Initial clinical experience
Our first and preliminary results show that data can be reliably measured in 92% of subjects, with failures mainly related to obesity. So far, all healthy subjects showed values below 7.1 kPa (Fig. 4) and patients with liver cirrhosis had values above 13.8 kPa. This corresponded well with other equipment used (S2000 [Siemens], Logiq E9 [GE] and Aixplorer [Supersonic]). Patients with intermediate fibrosis had values between 5.1–14.4 kPa. Lower values were obtained in patients with a lower degree of fibrosis, however, a significant overlap was observed as the same is also seen using other equipment, including Fibroscan(4, 8, 10). Future comparative studies are needed to confirm the results.
Fig. 4
A healthy subject. Series of images showing the reliability of data (A–E)

Discussion
Two main elastography methods using ultrasound elastography have become established in clinical practice: quasi-static or strain elastography (SE)(2, 3) for the examination of the liver(9), pancreas(3, 17, 18), lymph nodes(19–27), anorectum(28, 29), thyroid(3, 25, 30–34), and other organs and SWE mainly for non-invasive liver stiffness assessment(3, 35, 36).
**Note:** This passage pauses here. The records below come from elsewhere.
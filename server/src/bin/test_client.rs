use clap::Parser;
use shared::{Packet, HEARTBEAT_INTERVAL_SECS, MAX_PACKET_SIZE, PROTOCOL_VERSION};
use std::net::SocketAddr;
use tokio::net::UdpSocket;
use tokio::time::{interval, sleep, Duration, Instant};

/// Headless client that joins a ghost server and prints what it receives
#[derive(Parser, Debug)]
#[command(author, version, about, long_about = None)]
struct Args {
    /// Server address to connect to
    #[arg(short, long, default_value = "127.0.0.1:53000")]
    server: SocketAddr,

    /// Name to join with
    #[arg(short, long, default_value = "test-bot")]
    name: String,

    /// Join as a spectator
    #[arg(long)]
    spectator: bool,

    /// Seconds to stay connected
    #[arg(short, long, default_value = "30")]
    duration: u64,
}

#[tokio::main]
async fn main() -> Result<(), Box<dyn std::error::Error>> {
    let args = Args::parse();

    let socket = UdpSocket::bind("0.0.0.0:0").await?;
    println!("Client socket bound to {}", socket.local_addr()?);

    let connect_packet = Packet::Connect {
        client_version: PROTOCOL_VERSION,
        name: args.name.clone(),
        spectator: args.spectator,
    };
    println!("Sending connection request to {}", args.server);
    socket
        .send_to(&shared::encode(&connect_packet)?, args.server)
        .await?;

    let mut buf = [0u8; MAX_PACKET_SIZE];
    let mut heartbeat = interval(Duration::from_secs(HEARTBEAT_INTERVAL_SECS));
    let deadline = sleep(Duration::from_secs(args.duration));
    tokio::pin!(deadline);
    let started = Instant::now();

    loop {
        tokio::select! {
            received = socket.recv_from(&mut buf) => {
                let (len, _) = received?;
                match shared::decode(&buf[..len]) {
                    Ok(Packet::Connected { client_id }) => {
                        println!("Connection accepted with client ID: {}", client_id);
                    }
                    Ok(Packet::Disconnected { reason }) => {
                        println!("Disconnected by server: {}", reason);
                        return Ok(());
                    }
                    Ok(Packet::Countdown { remaining }) => println!("Countdown: {}", remaining),
                    Ok(Packet::RunCommands { commands }) => println!("Run commands: {}", commands),
                    Ok(Packet::ServerMessage { text }) => println!("Server: {}", text),
                    Ok(other) => println!("Received packet: {:?}", other),
                    Err(e) => println!("Failed to deserialize packet: {}", e),
                }
            }
            _ = heartbeat.tick() => {
                socket.send_to(&shared::encode(&Packet::Heartbeat)?, args.server).await?;
            }
            _ = &mut deadline => break,
        }
    }

    println!("Sending disconnect after {:.1}s", started.elapsed().as_secs_f32());
    socket
        .send_to(&shared::encode(&Packet::Disconnect)?, args.server)
        .await?;

    println!("Test client finished");
    Ok(())
}
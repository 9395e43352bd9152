//! Server configuration and defaults

use std::time::Duration;

/// Port the ghost server listens on unless told otherwise
pub const DEFAULT_PORT: u16 = 53000;

#[derive(Debug, Clone)]
pub struct ServerConfig {
    /// Interface the UDP socket binds to
    pub bind_host: String,
    pub port: u16,
    /// Authoritative loop ticks per second
    pub tick_rate: u32,
    /// Maximum number of concurrent sessions
    pub max_clients: usize,
    /// Silence after which a session is dropped
    pub client_timeout: Duration,
    /// Address reported back from `start`, overriding detection
    pub public_address: Option<String>,
}

impl ServerConfig {
    pub fn bind_address(&self) -> String {
        format!("{}:{}", self.bind_host, self.port)
    }

    pub fn tick_duration(&self) -> Duration {
        Duration::from_nanos(1_000_000_000 / u64::from(self.tick_rate.max(1)))
    }
}

impl Default for ServerConfig {
    fn default() -> Self {
        Self {
            bind_host: "0.0.0.0".to_string(),
            port: DEFAULT_PORT,
            tick_rate: 20,
            max_clients: 32,
            client_timeout: Duration::from_secs(5),
            public_address: None,
        }
    }
}

#[cfg(test)]
mod tests {
    use super::*;
    use std::net::SocketAddr;

    #[test]
    fn test_default_bind_address_parses() {
        let config = ServerConfig::default();
        assert_eq!(config.bind_address(), "0.0.0.0:53000");
        assert!(config.bind_address().parse::<SocketAddr>().is_ok());
    }

    #[test]
    fn test_tick_duration_validation() {
        let mut config = ServerConfig::default();
        assert_eq!(config.tick_duration(), Duration::from_millis(50));

        config.tick_rate = 0;
        assert_eq!(config.tick_duration(), Duration::from_secs(1));
    }
}
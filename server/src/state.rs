//! Mutable server state owned by the authoritative loop
//!
//! Everything in [`ServerState`] is touched from one task only. Packets from
//! the network receiver, operations from the command bridge and periodic ticks
//! all end up as plain `&mut self` calls here, so none of it needs locking.
//! Outgoing traffic is handed to the network sender as [`Outbound`] messages.

use crate::client_registry::{ClientRegistry, ClientSummary, SessionId};
use crate::config::ServerConfig;
use crate::countdown::{CountdownEvent, CountdownScheduler};
use crate::policy::{BanWhitelistPolicy, Rejection, Whitelist, WhitelistEntry};
use log::{debug, error, info, warn};
use shared::{Packet, PROTOCOL_VERSION};
use std::net::{IpAddr, SocketAddr};
use std::sync::atomic::{AtomicBool, Ordering};
use std::sync::Arc;
use std::time::{Duration, Instant};
use tokio::sync::mpsc;

/// Messages sent from the authoritative loop to the network sender
#[derive(Debug)]
pub enum Outbound {
    SendPacket {
        packet: Packet,
        addr: SocketAddr,
    },
    BroadcastPacket {
        packet: Packet,
        recipients: Vec<SocketAddr>,
    },
}

/// Single-word flags readable from any thread without the bridge
///
/// Only the authoritative loop writes them; other threads get
/// eventually-consistent reads, which is enough for status reporting.
#[derive(Debug)]
pub struct ServerFlags {
    accepting_players: AtomicBool,
    accepting_spectators: AtomicBool,
    whitelist_enabled: AtomicBool,
    running: AtomicBool,
}

impl ServerFlags {
    pub fn new() -> Self {
        Self {
            accepting_players: AtomicBool::new(true),
            accepting_spectators: AtomicBool::new(true),
            whitelist_enabled: AtomicBool::new(false),
            running: AtomicBool::new(false),
        }
    }

    pub fn accepting_players(&self) -> bool {
        self.accepting_players.load(Ordering::Acquire)
    }

    pub fn accepting_spectators(&self) -> bool {
        self.accepting_spectators.load(Ordering::Acquire)
    }

    pub fn whitelist_enabled(&self) -> bool {
        self.whitelist_enabled.load(Ordering::Acquire)
    }

    pub fn running(&self) -> bool {
        self.running.load(Ordering::Acquire)
    }

    pub(crate) fn set_running(&self, value: bool) {
        self.running.store(value, Ordering::Release);
    }
}

impl Default for ServerFlags {
    fn default() -> Self {
        Self::new()
    }
}

pub struct ServerState {
    registry: ClientRegistry,
    policy: BanWhitelistPolicy,
    countdown: CountdownScheduler,
    flags: Arc<ServerFlags>,
    outbound: mpsc::UnboundedSender<Outbound>,
    max_clients: usize,
    client_timeout: Duration,
    stop_requested: bool,
}

impl ServerState {
    /// Builds the state for one run of the server
    ///
    /// The policy and flags outlive a run; sessions and the countdown do not.
    pub fn new(
        config: &ServerConfig,
        policy: BanWhitelistPolicy,
        flags: Arc<ServerFlags>,
        outbound: mpsc::UnboundedSender<Outbound>,
    ) -> Self {
        Self {
            registry: ClientRegistry::new(),
            policy,
            countdown: CountdownScheduler::new(),
            flags,
            outbound,
            max_clients: config.max_clients,
            client_timeout: config.client_timeout,
            stop_requested: false,
        }
    }

    /// Processes one datagram received from `addr`
    pub fn handle_packet(&mut self, packet: Packet, addr: SocketAddr) {
        match packet {
            Packet::Connect {
                client_version,
                name,
                spectator,
            } => {
                let existing = self.registry.find_by_addr(addr);

                match self.admit(addr, client_version, &name, spectator, existing) {
                    Ok(client_id) => self.send(Packet::Connected { client_id }, addr),
                    Err(rejection) => {
                        info!(
                            "Rejected connection from {} ({:?}): {}",
                            addr, name, rejection
                        );
                        match existing {
                            // The admitted session stays; repeat its acknowledgement
                            Some(client_id) => {
                                self.touch(client_id);
                                self.send(Packet::Connected { client_id }, addr);
                            }
                            None => self.send(
                                Packet::Disconnected {
                                    reason: rejection.to_string(),
                                },
                                addr,
                            ),
                        }
                    }
                }
            }

            Packet::Heartbeat => {
                if let Some(id) = self.registry.find_by_addr(addr) {
                    self.touch(id);
                }
            }

            Packet::Rename { name } => {
                if let Some(id) = self.registry.find_by_addr(addr) {
                    self.touch(id);
                    self.registry.rename(id, &name);
                }
            }

            Packet::Disconnect => {
                if let Some(id) = self.registry.find_by_addr(addr) {
                    self.remove_session(id, "left", false);
                }
            }

            other => {
                warn!("Unexpected packet from {}: {:?}", addr, other);
            }
        }
    }

    /// Runs the admission checks in order and registers the client on success
    ///
    /// `existing` is a live session from the same address. It is replaced only
    /// once the new connection has passed every check, and its slot does not
    /// count against capacity.
    fn admit(
        &mut self,
        addr: SocketAddr,
        client_version: u32,
        name: &str,
        spectator: bool,
        existing: Option<SessionId>,
    ) -> Result<SessionId, Rejection> {
        if client_version != PROTOCOL_VERSION {
            return Err(Rejection::VersionMismatch);
        }

        // Checked under the same name the session would be listed as
        let name = self.registry.resolve_name(name);
        self.policy.check(addr.ip(), &name)?;

        if spectator && !self.flags.accepting_spectators() {
            return Err(Rejection::NotAcceptingSpectators);
        }
        if !spectator && !self.flags.accepting_players() {
            return Err(Rejection::NotAcceptingPlayers);
        }

        let occupied = self.registry.len() - usize::from(existing.is_some());
        if occupied >= self.max_clients {
            return Err(Rejection::ServerFull);
        }

        if let Some(existing) = existing {
            info!("Replacing existing client {} from {}", existing, addr);
            self.remove_session(existing, "reconnected", false);
        }

        let id = self.registry.connect(addr, &name, spectator);
        let joined = Packet::PlayerJoined {
            client_id: id,
            name,
            spectator,
        };
        self.broadcast(joined, Some(id));
        Ok(id)
    }

    /// Advances timers: countdown steps and client timeouts
    pub fn tick(&mut self, now: Instant) {
        let events = self.countdown.tick(now);
        self.emit_countdown(events);

        for id in self.registry.timed_out(self.client_timeout) {
            self.remove_session(id, "timed out", true);
        }
    }

    pub fn list_clients(&self) -> Vec<ClientSummary> {
        self.registry.list()
    }

    pub fn broadcast_message(&mut self, text: &str) {
        info!("Server message: {}", text);
        self.broadcast(
            Packet::ServerMessage {
                text: text.to_string(),
            },
            None,
        );
    }

    pub fn start_countdown(
        &mut self,
        pre_commands: String,
        post_commands: String,
        duration_secs: u32,
        now: Instant,
    ) {
        let events = self
            .countdown
            .start(pre_commands, post_commands, duration_secs, now);
        self.emit_countdown(events);
    }

    pub fn cancel_countdown(&mut self) -> bool {
        self.countdown.cancel()
    }

    /// Kicks every session with this exact name, returning how many left
    pub fn disconnect_by_name(&mut self, name: &str, reason: &str) -> usize {
        let ids: Vec<SessionId> = self
            .registry
            .find_by_name(name)
            .iter()
            .map(|session| session.id)
            .collect();

        ids.into_iter()
            .filter(|id| self.remove_session(*id, reason, true))
            .count()
    }

    /// Returns false if the session was already gone
    pub fn disconnect_by_id(&mut self, id: SessionId, reason: &str) -> bool {
        self.remove_session(id, reason, true)
    }

    /// Bans an address and removes every session connected from it
    pub fn ban_ip(&mut self, ip: IpAddr) -> usize {
        if self.policy.ban(ip) {
            info!("Banned {}", ip);
        }

        self.registry
            .ids_from_ip(ip)
            .into_iter()
            .filter(|id| self.remove_session(*id, "banned", true))
            .count()
    }

    /// Bans the address of every session with this name
    ///
    /// Falls back to the last address seen for the name if nobody by that name
    /// is connected any more. Returns how many distinct addresses were banned.
    pub fn ban_by_name(&mut self, name: &str) -> usize {
        let mut ips: Vec<IpAddr> = self
            .registry
            .find_by_name(name)
            .iter()
            .map(|session| session.ip())
            .collect();

        if ips.is_empty() {
            ips.extend(self.registry.last_known_ip_by_name(name));
        }
        ips.sort();
        ips.dedup();

        if ips.is_empty() {
            debug!("Ban by name {:?}: no such player", name);
        }
        for ip in &ips {
            self.ban_ip(*ip);
        }
        ips.len()
    }

    /// Bans the address of a session, live or recently departed
    pub fn ban_by_id(&mut self, id: SessionId) -> bool {
        match self.registry.last_known_ip_by_id(id) {
            Some(ip) => {
                self.ban_ip(ip);
                true
            }
            None => {
                debug!("Ban by id {}: no such player", id);
                false
            }
        }
    }

    pub fn unban(&mut self, ip: IpAddr) -> bool {
        let removed = self.policy.unban(ip);
        if removed {
            info!("Unbanned {}", ip);
        }
        removed
    }

    pub fn bans(&self) -> Vec<IpAddr> {
        self.policy.bans()
    }

    pub fn set_accepting_players(&mut self, value: bool) {
        info!("Accepting players: {}", value);
        self.flags.accepting_players.store(value, Ordering::Release);
    }

    pub fn set_accepting_spectators(&mut self, value: bool) {
        info!("Accepting spectators: {}", value);
        self.flags
            .accepting_spectators
            .store(value, Ordering::Release);
    }

    pub fn whitelist(&self) -> Whitelist {
        self.policy.whitelist()
    }

    pub fn set_whitelist_enabled(&mut self, enabled: bool) {
        info!("Whitelist enabled: {}", enabled);
        self.policy.set_whitelist_enabled(enabled);
        self.flags.whitelist_enabled.store(enabled, Ordering::Release);
    }

    pub fn add_whitelist_entry(&mut self, entry: WhitelistEntry) -> bool {
        debug!("Whitelist add {:?}", entry);
        self.policy.add_entry(entry)
    }

    pub fn remove_whitelist_entry(&mut self, entry: &WhitelistEntry) -> bool {
        debug!("Whitelist remove {:?}", entry);
        self.policy.remove_entry(entry)
    }

    pub fn request_stop(&mut self) {
        self.stop_requested = true;
    }

    pub fn stop_requested(&self) -> bool {
        self.stop_requested
    }

    /// Says goodbye to every session and clears transient state
    pub fn shutdown(&mut self) {
        self.countdown.cancel();
        for session in self.registry.drain("server stopped") {
            self.send(
                Packet::Disconnected {
                    reason: "server stopped".to_string(),
                },
                session.addr,
            );
        }
    }

    /// Ends the run, handing back the policy for the next one
    pub fn into_policy(self) -> BanWhitelistPolicy {
        self.policy
    }

    fn touch(&mut self, id: SessionId) {
        if let Some(session) = self.registry.find_by_id_mut(id) {
            session.touch();
        }
    }

    /// Drops a session, optionally telling the peer why, and announces it
    fn remove_session(&mut self, id: SessionId, reason: &str, notify_peer: bool) -> bool {
        let Some(session) = self.registry.disconnect(id, reason) else {
            return false;
        };

        if notify_peer {
            self.send(
                Packet::Disconnected {
                    reason: reason.to_string(),
                },
                session.addr,
            );
        }
        self.broadcast(Packet::PlayerLeft { client_id: id }, None);
        true
    }

    fn emit_countdown(&mut self, events: Vec<CountdownEvent>) {
        for event in events {
            let packet = match event {
                CountdownEvent::PreCommands(commands) | CountdownEvent::PostCommands(commands) => {
                    Packet::RunCommands { commands }
                }
                CountdownEvent::Remaining(remaining) => Packet::Countdown { remaining },
            };
            self.broadcast(packet, None);
        }
    }

    fn send(&self, packet: Packet, addr: SocketAddr) {
        if let Err(e) = self.outbound.send(Outbound::SendPacket { packet, addr }) {
            error!("Failed to queue packet for sending: {}", e);
        }
    }

    fn broadcast(&self, packet: Packet, exclude: Option<SessionId>) {
        let recipients = self.registry.recipients(exclude);

        if recipients.is_empty() {
            return;
        }

        if let Err(e) = self
            .outbound
            .send(Outbound::BroadcastPacket { packet, recipients })
        {
            error!("Failed to queue broadcast packet: {}", e);
        }
    }
}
Ultrasound-based SWE techniques are available for quantitative elastography measurements in clinical practice, including vibration-controlled transient elastography (VCTE), shear-wave point quantification and 2D (3D) SWE techniques(35, 37, 38). Different techniques have been thoroughly evaluated and the methods are described in detail in the EFSUMB guidelines on elastography(2, 3). Here, we were first to describe that shear wave measurement technology enables quantitative evaluation of shear wave velocity and adds a reliability indicator to each shear wave velocity measurement.
Conclusion
The recently introduced SWE technology from Hitachi allows quantitative evaluation of shear wave velocity and adds a reliability indicator to each shear wave velocity measurement. Future studies should investigate the comparability of the new SWE technology from Hitachi to the already established SWE technologies. Open questions include the comparability and reproducibility between the different manufacturers with respect to normal SWE values and the cut off values for liver cirrhosis as well as the different stages of fibrosis.
Conflict of interest
Christoph F. Dietrich reports to be an advisory board member for Hitachi Medical Systems and received speaker honoraria. Yi Dong does not report any conflict of interest.